:: What is being asked ::
How many lines of the data hold the word "MediaDecoder"? State the number and nothing else.

○ ○ ○ ○ ○ ○ ○

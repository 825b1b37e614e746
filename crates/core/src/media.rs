//! Decoded media streams and the decoder that produces them.
//!
//! Codec work is delegated to `ffprobe`/`ffmpeg` child processes. Both tools
//! write to stdout so nothing is left on disk, and every child is spawned with
//! `kill_on_drop` so an abandoned run does not leave decoders behind.

use crate::error::DecodeError;
use crate::session::Domain;
use async_trait::async_trait;
#[cfg(test)]
use mockall::automock;
use serde::Deserialize;
use std::path::{Path, PathBuf};
use std::process::Stdio;
use tokio::io::{AsyncBufReadExt, AsyncReadExt, BufReader};
use tokio::process::{ChildStdout, Command};

/// Sample rate the audio stream is normalized to.
pub const ANALYSIS_SAMPLE_RATE: u32 = 16_000;
/// Frames per second sampled from the video stream.
pub const ANALYSIS_FRAME_RATE: f32 = 2.0;
pub const FRAME_WIDTH: usize = 64;
pub const FRAME_HEIGHT: usize = 36;
/// Read size for decoder stdout.
const PIPE_CHUNK_BYTES: usize = 64 * 1024;

/// What `probe` learned about a recording before any decoding.
#[derive(Debug, Clone, Default, PartialEq)]
pub struct MediaInfo {
    pub duration_secs: Option<f64>,
    pub has_audio: bool,
    pub has_video: bool,
    pub width: Option<u32>,
    pub height: Option<u32>,
}

/// Mono PCM samples in `[-1.0, 1.0]`.
#[derive(Debug, Clone, PartialEq)]
pub struct AudioStream {
    pub samples: Vec<f32>,
    pub sample_rate: u32,
}

impl AudioStream {
    pub fn duration_secs(&self) -> f64 {
        if self.sample_rate == 0 {
            return 0.0;
        }
        self.samples.len() as f64 / self.sample_rate as f64
    }
}

/// Downscaled 8-bit grayscale frames sampled at a fixed rate.
#[derive(Debug, Clone, PartialEq)]
pub struct VideoStream {
    pub frames: Vec<Vec<u8>>,
    pub width: usize,
    pub height: usize,
    pub frame_rate: f32,
}

/// The decoding collaborator. Implemented by [`FfmpegDecoder`] in production
/// and mocked in tests.
#[cfg_attr(test, automock)]
#[async_trait]
pub trait MediaDecoder: Send + Sync {
    async fn probe(&self, path: &Path) -> Result<MediaInfo, DecodeError>;

    async fn decode_audio(&self, path: &Path) -> Result<AudioStream, DecodeError>;

    async fn decode_video(&self, path: &Path) -> Result<VideoStream, DecodeError>;
}

/// Locations of the ffmpeg tools.
#[derive(Debug, Clone)]
pub struct FfmpegConfig {
    pub ffmpeg: PathBuf,
    pub ffprobe: PathBuf,
}

impl Default for FfmpegConfig {
    fn default() -> Self {
        Self {
            ffmpeg: PathBuf::from("ffmpeg"),
            ffprobe: PathBuf::from("ffprobe"),
        }
    }
}

pub struct FfmpegDecoder {
    config: FfmpegConfig,
}

impl FfmpegDecoder {
    pub fn new(config: FfmpegConfig) -> Self {
        Self { config }
    }
}

impl Default for FfmpegDecoder {
    fn default() -> Self {
        Self::new(FfmpegConfig::default())
    }
}

#[async_trait]
impl MediaDecoder for FfmpegDecoder {
    async fn probe(&self, path: &Path) -> Result<MediaInfo, DecodeError> {
        let mut cmd = Command::new(&self.config.ffprobe);
        cmd.args(["-v", "error", "-print_format", "json", "-show_format", "-show_streams"])
            .arg(path);
        let stdout = run_tool(cmd, "ffprobe").await?;
        parse_probe_json(&stdout)
    }

    async fn decode_audio(&self, path: &Path) -> Result<AudioStream, DecodeError> {
        let mut cmd = Command::new(&self.config.ffmpeg);
        cmd.args(["-v", "error", "-i"])
            .arg(path)
            .args(["-vn", "-ac", "1", "-ar"])
            .arg(ANALYSIS_SAMPLE_RATE.to_string())
            .args(["-f", "f32le", "-acodec", "pcm_f32le", "pipe:1"]);
        let mut pcm = PcmDecoder::default();
        stream_tool(cmd, "ffmpeg", |chunk| pcm.push(chunk)).await?;

        let samples = pcm.finish();
        if samples.is_empty() {
            return Err(DecodeError::MissingStream(Domain::Audio));
        }
        tracing::debug!(
            "Decoded {} audio samples ({:.1}s) from {}",
            samples.len(),
            samples.len() as f64 / ANALYSIS_SAMPLE_RATE as f64,
            path.display()
        );
        Ok(AudioStream {
            samples,
            sample_rate: ANALYSIS_SAMPLE_RATE,
        })
    }

    async fn decode_video(&self, path: &Path) -> Result<VideoStream, DecodeError> {
        let filter =
            format!("fps={ANALYSIS_FRAME_RATE},scale={FRAME_WIDTH}:{FRAME_HEIGHT},format=gray");
        let mut cmd = Command::new(&self.config.ffmpeg);
        cmd.args(["-v", "error", "-i"])
            .arg(path)
            .args(["-an", "-vf"])
            .arg(filter)
            .args(["-f", "rawvideo", "pipe:1"]);
        let mut splitter = FrameSplitter::new(FRAME_WIDTH * FRAME_HEIGHT);
        stream_tool(cmd, "ffmpeg", |chunk| splitter.push(chunk)).await?;

        let frames = splitter.finish();
        if frames.is_empty() {
            return Err(DecodeError::MissingStream(Domain::Video));
        }
        tracing::debug!("Decoded {} video frames from {}", frames.len(), path.display());
        Ok(VideoStream {
            frames,
            width: FRAME_WIDTH,
            height: FRAME_HEIGHT,
            frame_rate: ANALYSIS_FRAME_RATE,
        })
    }
}

fn configure_tool(cmd: &mut Command, tool: &str) {
    cmd.stdin(Stdio::null())
        .stdout(Stdio::piped())
        .stderr(Stdio::piped())
        .kill_on_drop(true);
    tracing::debug!("Running {tool}: {:?}", cmd);
}

fn exit_error(tool: &str, status: std::process::ExitStatus, stderr: &[u8]) -> DecodeError {
    DecodeError::CommandFailed {
        tool: tool.to_string(),
        code: status.code().unwrap_or(-1),
        stderr: String::from_utf8_lossy(stderr).trim().to_string(),
    }
}

/// Runs a tool with small output and returns its stdout.
async fn run_tool(mut cmd: Command, tool: &str) -> Result<Vec<u8>, DecodeError> {
    configure_tool(&mut cmd, tool);
    let output = cmd.output().await.map_err(|source| DecodeError::Spawn {
        tool: tool.to_string(),
        source,
    })?;

    if !output.status.success() {
        return Err(exit_error(tool, output.status, &output.stderr));
    }
    Ok(output.stdout)
}

/// Runs a tool and hands its stdout to `sink` chunk by chunk, so decoded
/// media is never held twice.
async fn stream_tool(
    mut cmd: Command,
    tool: &str,
    mut sink: impl FnMut(&[u8]),
) -> Result<(), DecodeError> {
    configure_tool(&mut cmd, tool);
    let mut child = cmd.spawn().map_err(|source| DecodeError::Spawn {
        tool: tool.to_string(),
        source,
    })?;
    let (Some(stdout), Some(mut stderr)) = (child.stdout.take(), child.stderr.take()) else {
        return Err(DecodeError::Malformed(format!("{tool} pipes were not captured")));
    };

    let mut errors = Vec::new();
    let (read, _) = tokio::join!(
        pump(stdout, &mut sink),
        stderr.read_to_end(&mut errors)
    );
    read.map_err(|source| DecodeError::Read {
        tool: tool.to_string(),
        source,
    })?;

    let status = child.wait().await.map_err(|source| DecodeError::Read {
        tool: tool.to_string(),
        source,
    })?;
    if !status.success() {
        return Err(exit_error(tool, status, &errors));
    }
    Ok(())
}

#[derive(Debug, Deserialize)]
struct ProbeOutput {
    #[serde(default)]
    streams: Vec<ProbeStream>,
    format: Option<ProbeFormat>,
}

#[derive(Debug, Deserialize)]
struct ProbeStream {
    codec_type: Option<String>,
    width: Option<u32>,
    height: Option<u32>,
    #[serde(default)]
    disposition: ProbeDisposition,
}

#[derive(Debug, Default, Deserialize)]
struct ProbeDisposition {
    #[serde(default)]
    attached_pic: u8,
}

#[derive(Debug, Deserialize)]
struct ProbeFormat {
    duration: Option<String>,
}

/// Parses `ffprobe -print_format json` output.
fn parse_probe_json(stdout: &[u8]) -> Result<MediaInfo, DecodeError> {
    let probe: ProbeOutput = serde_json::from_slice(stdout)
        .map_err(|e| DecodeError::Malformed(format!("ffprobe json: {e}")))?;

    let mut info = MediaInfo {
        duration_secs: probe
            .format
            .and_then(|f| f.duration)
            .and_then(|d| d.trim().parse::<f64>().ok())
            .filter(|d| d.is_finite() && *d > 0.0),
        ..Default::default()
    };

    for stream in &probe.streams {
        match stream.codec_type.as_deref() {
            Some("audio") => info.has_audio = true,
            // Cover art is exposed as a one-frame video stream.
            Some("video") if stream.disposition.attached_pic == 0 => {
                info.has_video = true;
                info.width = info.width.or(stream.width);
                info.height = info.height.or(stream.height);
            }
            _ => {}
        }
    }
    Ok(info)
}

async fn pump(stdout: ChildStdout, sink: &mut impl FnMut(&[u8])) -> std::io::Result<()> {
    let mut reader = BufReader::with_capacity(PIPE_CHUNK_BYTES, stdout);
    loop {
        let chunk = reader.fill_buf().await?;
        if chunk.is_empty() {
            return Ok(());
        }
        let len = chunk.len();
        sink(chunk);
        reader.consume(len);
    }
}

/// Little-endian f32 samples assembled across chunk boundaries.
#[derive(Default)]
struct PcmDecoder {
    samples: Vec<f32>,
    partial: Vec<u8>,
}

impl PcmDecoder {
    fn push(&mut self, mut bytes: &[u8]) {
        if !self.partial.is_empty() {
            let take = (4 - self.partial.len()).min(bytes.len());
            self.partial.extend_from_slice(&bytes[..take]);
            bytes = &bytes[take..];
            if let Ok(sample) = <[u8; 4]>::try_from(self.partial.as_slice()) {
                self.samples.push(f32::from_le_bytes(sample));
                self.partial.clear();
            }
        }
        let mut whole = bytes.chunks_exact(4);
        self.samples
            .extend(whole.by_ref().map(|c| f32::from_le_bytes([c[0], c[1], c[2], c[3]])));
        self.partial.extend_from_slice(whole.remainder());
    }

    /// A trailing partial sample is dropped.
    fn finish(self) -> Vec<f32> {
        self.samples
    }
}

/// Fixed-size raw frames assembled across chunk boundaries.
struct FrameSplitter {
    frame_len: usize,
    frames: Vec<Vec<u8>>,
    current: Vec<u8>,
}

impl FrameSplitter {
    fn new(frame_len: usize) -> Self {
        Self {
            frame_len,
            frames: Vec::new(),
            current: Vec::with_capacity(frame_len),
        }
    }

    fn push(&mut self, mut bytes: &[u8]) {
        if self.frame_len == 0 {
            return;
        }
        while !bytes.is_empty() {
            let take = (self.frame_len - self.current.len()).min(bytes.len());
            self.current.extend_from_slice(&bytes[..take]);
            bytes = &bytes[take..];
            if self.current.len() == self.frame_len {
                let next = Vec::with_capacity(self.frame_len);
                self.frames.push(std::mem::replace(&mut self.current, next));
            }
        }
    }

    /// A trailing partial frame is dropped.
    fn finish(self) -> Vec<Vec<u8>> {
        self.frames
    }
}
//! Drives one session from recording to report and streams progress.
//!
//! Each call to [`SessionPipeline::run_session`] spawns a task that owns the
//! whole run. The caller observes it through a [`SessionRun`], a finite
//! stream of [`PipelineState`] values ending in `Complete` or `Failed`.

use crate::aggregator::aggregate;
use crate::error::{ErrorKind, ScorerError};
use crate::ingest::{Ingestor, StreamsBundle};
use crate::media::MediaDecoder;
use crate::report::{
    Diagnostics, RecordingSummary, SessionMeta, SessionReport, SynthesisFailure, assemble,
};
use crate::scorers::{MetricsMap, Scorer, TextScorer, default_scorers};
use crate::session::{Domain, SessionInput};
use crate::synthesizer::FeedbackSynthesizer;
use chrono::Utc;
use futures::Stream;
use futures::stream::{FusedStream, StreamExt};
use serde::Serialize;
use std::collections::BTreeMap;
use std::panic::AssertUnwindSafe;
use std::pin::Pin;
use std::sync::Arc;
use std::task::{Context, Poll};
use tokio::sync::mpsc;
use tokio::task::{JoinHandle, JoinSet};
use tracing::Instrument;
use uuid::Uuid;

/// Room for every state a run can publish, so the task never waits on the
/// caller.
const STATE_CHANNEL_CAPACITY: usize = 8;

#[derive(Debug, Clone, PartialEq, Serialize)]
#[serde(tag = "state", rename_all = "snake_case")]
pub enum PipelineState {
    Idle,
    Validating,
    Analyzing,
    Synthesizing,
    Complete(Box<SessionReport>),
    Failed { kind: ErrorKind, message: String },
}

impl PipelineState {
    pub fn is_terminal(&self) -> bool {
        matches!(self, PipelineState::Complete(_) | PipelineState::Failed { .. })
    }

    pub fn label(&self) -> &'static str {
        match self {
            PipelineState::Idle => "idle",
            PipelineState::Validating => "validating",
            PipelineState::Analyzing => "analyzing",
            PipelineState::Synthesizing => "synthesizing",
            PipelineState::Complete(_) => "complete",
            PipelineState::Failed { .. } => "failed",
        }
    }

    pub fn progress_percent(&self) -> u8 {
        match self {
            PipelineState::Idle => 0,
            PipelineState::Validating => 10,
            PipelineState::Analyzing => 40,
            PipelineState::Synthesizing => 80,
            PipelineState::Complete(_) => 100,
            PipelineState::Failed { .. } => 0,
        }
    }
}

/// A run that ended in `Failed`.
#[derive(Debug, Clone, PartialEq, thiserror::Error)]
#[error("{kind}: {message}")]
pub struct RunFailed {
    pub kind: ErrorKind,
    pub message: String,
}

/// Long-lived pipeline configuration. Holds no per-run state, so any number
/// of runs may be in flight at once.
#[derive(Clone)]
pub struct SessionPipeline {
    ingestor: Arc<Ingestor>,
    scorers: Vec<Arc<dyn Scorer>>,
    synthesizer: Arc<FeedbackSynthesizer>,
    topics: Arc<TextScorer>,
}

impl SessionPipeline {
    /// A pipeline with the built-in audio, video and text scorers.
    pub fn new(decoder: Arc<dyn MediaDecoder>, synthesizer: FeedbackSynthesizer) -> Self {
        Self {
            ingestor: Arc::new(Ingestor::new(decoder)),
            scorers: default_scorers(),
            synthesizer: Arc::new(synthesizer),
            topics: Arc::new(TextScorer::default()),
        }
    }

    pub fn with_scorers(mut self, scorers: Vec<Arc<dyn Scorer>>) -> Self {
        self.scorers = scorers;
        self
    }

    /// Starts a run on the current tokio runtime.
    pub fn run_session(&self, input: SessionInput) -> SessionRun {
        let session_id = Uuid::new_v4();
        let (tx, rx) = mpsc::channel(STATE_CHANNEL_CAPACITY);
        // The channel is empty and sized for a whole run.
        let _ = tx.try_send(PipelineState::Idle);

        let span = tracing::info_span!("session", id = %session_id, topic = input.topic_label());
        let task = tokio::spawn(
            drive(self.clone(), input, session_id, Publisher { tx }).instrument(span),
        );

        SessionRun {
            session_id,
            rx,
            task,
            finished: false,
        }
    }
}

/// The caller dropped its [`SessionRun`].
struct Abandoned;

struct Publisher {
    tx: mpsc::Sender<PipelineState>,
}

impl Publisher {
    async fn publish(&self, state: PipelineState) -> Result<(), Abandoned> {
        match &state {
            PipelineState::Failed { kind, message } => {
                tracing::error!("Pipeline failed ({kind}): {message}");
            }
            other => tracing::info!("Pipeline state: {}", other.label()),
        }
        self.tx.send(state).await.map_err(|_| {
            tracing::info!("Progress receiver dropped, stopping run");
            Abandoned
        })
    }
}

○ ○ ○ ○ ○ ○ ○

:: Result ::
4